[Your assignment]:
Whenever "each" appears in a line of the entries below, that line counts; give the total only.

[Information provided]:
◇ ◇ ◇ ◇ ◇

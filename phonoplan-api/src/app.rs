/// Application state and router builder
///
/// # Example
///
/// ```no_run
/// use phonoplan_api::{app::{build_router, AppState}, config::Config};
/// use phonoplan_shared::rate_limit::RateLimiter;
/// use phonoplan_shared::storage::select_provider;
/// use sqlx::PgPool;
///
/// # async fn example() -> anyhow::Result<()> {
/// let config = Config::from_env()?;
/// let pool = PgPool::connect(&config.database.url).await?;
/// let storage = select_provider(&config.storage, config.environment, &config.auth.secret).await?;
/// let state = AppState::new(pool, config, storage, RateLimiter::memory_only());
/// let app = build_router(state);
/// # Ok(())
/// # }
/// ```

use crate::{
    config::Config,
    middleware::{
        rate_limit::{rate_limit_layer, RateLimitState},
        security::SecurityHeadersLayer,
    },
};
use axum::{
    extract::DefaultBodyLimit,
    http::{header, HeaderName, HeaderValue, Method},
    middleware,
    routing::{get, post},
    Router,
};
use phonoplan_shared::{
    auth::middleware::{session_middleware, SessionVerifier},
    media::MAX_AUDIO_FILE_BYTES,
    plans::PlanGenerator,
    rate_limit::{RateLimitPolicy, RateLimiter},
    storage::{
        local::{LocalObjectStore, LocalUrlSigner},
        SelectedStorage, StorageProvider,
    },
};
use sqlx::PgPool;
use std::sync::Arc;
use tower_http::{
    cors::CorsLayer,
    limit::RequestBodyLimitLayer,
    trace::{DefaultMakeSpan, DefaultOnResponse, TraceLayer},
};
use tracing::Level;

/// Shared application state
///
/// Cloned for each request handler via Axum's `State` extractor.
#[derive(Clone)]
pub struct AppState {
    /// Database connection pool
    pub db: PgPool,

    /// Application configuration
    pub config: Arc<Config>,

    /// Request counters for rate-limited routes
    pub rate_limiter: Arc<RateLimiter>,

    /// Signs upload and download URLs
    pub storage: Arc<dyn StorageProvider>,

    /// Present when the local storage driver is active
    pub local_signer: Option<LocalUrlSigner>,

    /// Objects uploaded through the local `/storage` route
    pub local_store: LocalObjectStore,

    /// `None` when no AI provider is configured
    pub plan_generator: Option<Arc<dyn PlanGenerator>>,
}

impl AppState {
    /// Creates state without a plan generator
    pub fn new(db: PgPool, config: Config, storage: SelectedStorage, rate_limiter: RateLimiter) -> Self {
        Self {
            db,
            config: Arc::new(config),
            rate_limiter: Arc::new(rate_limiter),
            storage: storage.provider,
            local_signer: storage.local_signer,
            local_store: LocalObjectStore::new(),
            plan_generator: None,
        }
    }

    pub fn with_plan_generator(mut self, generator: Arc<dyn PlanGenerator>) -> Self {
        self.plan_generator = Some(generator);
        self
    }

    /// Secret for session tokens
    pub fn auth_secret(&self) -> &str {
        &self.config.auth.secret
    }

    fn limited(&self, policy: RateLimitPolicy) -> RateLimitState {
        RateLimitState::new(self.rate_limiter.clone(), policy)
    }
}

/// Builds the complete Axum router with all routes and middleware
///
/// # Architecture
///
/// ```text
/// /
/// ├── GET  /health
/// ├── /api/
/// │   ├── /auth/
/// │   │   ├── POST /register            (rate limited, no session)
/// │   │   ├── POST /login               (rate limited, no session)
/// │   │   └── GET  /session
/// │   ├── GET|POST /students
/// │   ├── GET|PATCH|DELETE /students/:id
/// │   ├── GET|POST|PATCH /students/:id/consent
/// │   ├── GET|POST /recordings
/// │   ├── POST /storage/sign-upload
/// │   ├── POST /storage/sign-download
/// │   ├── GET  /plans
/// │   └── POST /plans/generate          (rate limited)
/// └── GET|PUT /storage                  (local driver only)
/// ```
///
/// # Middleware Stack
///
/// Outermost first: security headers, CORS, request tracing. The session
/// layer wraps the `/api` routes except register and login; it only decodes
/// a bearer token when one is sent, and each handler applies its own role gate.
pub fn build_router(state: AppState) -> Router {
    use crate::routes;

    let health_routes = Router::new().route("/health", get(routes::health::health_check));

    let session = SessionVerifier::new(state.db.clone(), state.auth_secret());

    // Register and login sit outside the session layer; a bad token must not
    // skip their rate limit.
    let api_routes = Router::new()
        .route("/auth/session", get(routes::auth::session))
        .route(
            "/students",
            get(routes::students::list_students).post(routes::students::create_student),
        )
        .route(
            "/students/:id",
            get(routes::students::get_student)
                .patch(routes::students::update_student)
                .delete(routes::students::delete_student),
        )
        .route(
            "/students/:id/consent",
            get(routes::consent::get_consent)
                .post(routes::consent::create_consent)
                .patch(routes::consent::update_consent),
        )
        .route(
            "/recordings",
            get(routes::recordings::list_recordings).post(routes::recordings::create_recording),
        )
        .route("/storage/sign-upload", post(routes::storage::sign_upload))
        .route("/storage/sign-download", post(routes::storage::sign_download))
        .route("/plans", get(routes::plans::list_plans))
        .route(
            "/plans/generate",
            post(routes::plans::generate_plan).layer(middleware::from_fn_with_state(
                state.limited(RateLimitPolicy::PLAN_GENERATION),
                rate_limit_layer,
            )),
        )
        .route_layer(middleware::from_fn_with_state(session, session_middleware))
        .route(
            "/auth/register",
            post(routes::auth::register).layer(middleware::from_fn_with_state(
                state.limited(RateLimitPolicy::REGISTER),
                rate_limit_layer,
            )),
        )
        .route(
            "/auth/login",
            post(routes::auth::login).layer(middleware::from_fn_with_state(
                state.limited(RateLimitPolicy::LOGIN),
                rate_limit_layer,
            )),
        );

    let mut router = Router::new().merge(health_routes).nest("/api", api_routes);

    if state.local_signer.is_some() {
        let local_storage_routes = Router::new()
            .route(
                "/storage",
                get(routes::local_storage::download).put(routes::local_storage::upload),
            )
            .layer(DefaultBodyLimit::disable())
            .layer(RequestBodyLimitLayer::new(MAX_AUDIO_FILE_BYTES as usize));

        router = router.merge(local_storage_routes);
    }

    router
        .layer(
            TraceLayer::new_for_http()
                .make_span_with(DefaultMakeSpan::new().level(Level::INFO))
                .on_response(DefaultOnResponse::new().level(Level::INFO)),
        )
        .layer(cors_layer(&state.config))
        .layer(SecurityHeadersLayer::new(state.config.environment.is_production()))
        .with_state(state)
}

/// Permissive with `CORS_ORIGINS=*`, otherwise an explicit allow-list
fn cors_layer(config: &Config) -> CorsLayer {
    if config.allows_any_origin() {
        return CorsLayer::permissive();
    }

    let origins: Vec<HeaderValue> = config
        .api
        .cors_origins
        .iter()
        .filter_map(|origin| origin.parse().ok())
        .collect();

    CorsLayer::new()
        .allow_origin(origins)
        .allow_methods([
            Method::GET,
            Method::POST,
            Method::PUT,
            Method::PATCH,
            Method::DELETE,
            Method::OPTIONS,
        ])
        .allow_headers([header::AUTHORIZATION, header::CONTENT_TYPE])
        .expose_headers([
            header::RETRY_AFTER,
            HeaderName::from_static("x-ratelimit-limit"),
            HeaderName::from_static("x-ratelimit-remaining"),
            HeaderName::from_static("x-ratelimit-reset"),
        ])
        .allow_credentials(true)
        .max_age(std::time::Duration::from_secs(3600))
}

◇ ◇ ◇ ◇ ◇

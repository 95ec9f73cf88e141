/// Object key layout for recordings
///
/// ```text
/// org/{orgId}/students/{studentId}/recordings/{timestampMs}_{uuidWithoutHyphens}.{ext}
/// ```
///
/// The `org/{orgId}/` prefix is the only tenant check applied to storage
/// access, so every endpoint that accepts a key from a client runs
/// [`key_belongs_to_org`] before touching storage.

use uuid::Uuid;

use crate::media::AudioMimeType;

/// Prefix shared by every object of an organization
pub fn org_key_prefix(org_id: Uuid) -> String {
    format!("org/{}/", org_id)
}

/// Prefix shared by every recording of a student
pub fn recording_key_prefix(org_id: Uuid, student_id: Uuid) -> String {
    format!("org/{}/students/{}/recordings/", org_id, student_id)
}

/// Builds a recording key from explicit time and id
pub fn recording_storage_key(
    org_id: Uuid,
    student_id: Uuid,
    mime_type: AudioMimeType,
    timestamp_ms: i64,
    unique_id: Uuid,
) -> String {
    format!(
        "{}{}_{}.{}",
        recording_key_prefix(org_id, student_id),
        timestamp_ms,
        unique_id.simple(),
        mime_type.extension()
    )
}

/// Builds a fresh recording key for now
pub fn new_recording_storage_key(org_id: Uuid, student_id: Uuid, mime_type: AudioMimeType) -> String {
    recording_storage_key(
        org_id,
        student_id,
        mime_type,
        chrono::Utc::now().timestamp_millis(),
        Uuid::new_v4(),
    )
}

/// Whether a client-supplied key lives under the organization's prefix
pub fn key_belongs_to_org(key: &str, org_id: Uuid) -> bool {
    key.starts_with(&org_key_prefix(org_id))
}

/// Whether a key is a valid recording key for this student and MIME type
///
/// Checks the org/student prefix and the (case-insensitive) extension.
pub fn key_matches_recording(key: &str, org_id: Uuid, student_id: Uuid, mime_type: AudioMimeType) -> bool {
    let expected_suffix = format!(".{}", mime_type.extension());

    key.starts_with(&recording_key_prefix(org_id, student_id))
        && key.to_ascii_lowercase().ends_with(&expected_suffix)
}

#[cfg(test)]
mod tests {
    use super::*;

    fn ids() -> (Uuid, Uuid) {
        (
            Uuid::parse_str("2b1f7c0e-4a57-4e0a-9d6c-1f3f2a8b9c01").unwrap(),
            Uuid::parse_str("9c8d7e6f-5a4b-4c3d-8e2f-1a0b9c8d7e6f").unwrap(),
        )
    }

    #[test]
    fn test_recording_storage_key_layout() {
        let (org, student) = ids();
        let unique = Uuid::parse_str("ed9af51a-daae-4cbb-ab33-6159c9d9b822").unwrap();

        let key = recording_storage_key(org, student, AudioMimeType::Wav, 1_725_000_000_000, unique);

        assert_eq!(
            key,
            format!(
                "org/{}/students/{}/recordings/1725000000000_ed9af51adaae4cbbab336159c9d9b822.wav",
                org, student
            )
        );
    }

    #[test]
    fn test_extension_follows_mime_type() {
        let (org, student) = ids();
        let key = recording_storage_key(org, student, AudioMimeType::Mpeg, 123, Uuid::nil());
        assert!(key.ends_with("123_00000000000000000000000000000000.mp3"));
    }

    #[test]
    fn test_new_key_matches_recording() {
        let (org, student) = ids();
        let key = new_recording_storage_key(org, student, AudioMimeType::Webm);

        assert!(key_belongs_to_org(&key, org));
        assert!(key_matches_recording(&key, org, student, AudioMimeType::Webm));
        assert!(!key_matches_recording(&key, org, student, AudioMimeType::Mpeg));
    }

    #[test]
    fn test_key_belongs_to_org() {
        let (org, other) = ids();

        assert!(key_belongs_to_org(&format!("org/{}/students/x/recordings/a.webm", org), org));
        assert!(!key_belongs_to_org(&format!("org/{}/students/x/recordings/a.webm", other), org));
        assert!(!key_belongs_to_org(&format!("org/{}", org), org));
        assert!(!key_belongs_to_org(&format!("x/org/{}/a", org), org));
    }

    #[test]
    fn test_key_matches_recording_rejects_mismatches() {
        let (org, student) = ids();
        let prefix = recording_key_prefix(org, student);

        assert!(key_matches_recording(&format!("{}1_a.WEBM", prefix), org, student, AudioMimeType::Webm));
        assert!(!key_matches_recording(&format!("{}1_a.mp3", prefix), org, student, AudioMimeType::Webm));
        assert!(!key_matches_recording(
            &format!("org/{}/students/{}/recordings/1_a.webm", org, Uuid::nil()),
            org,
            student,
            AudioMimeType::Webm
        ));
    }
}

◇ ◇ ◇ ◇ ◇

[Your solution]:
2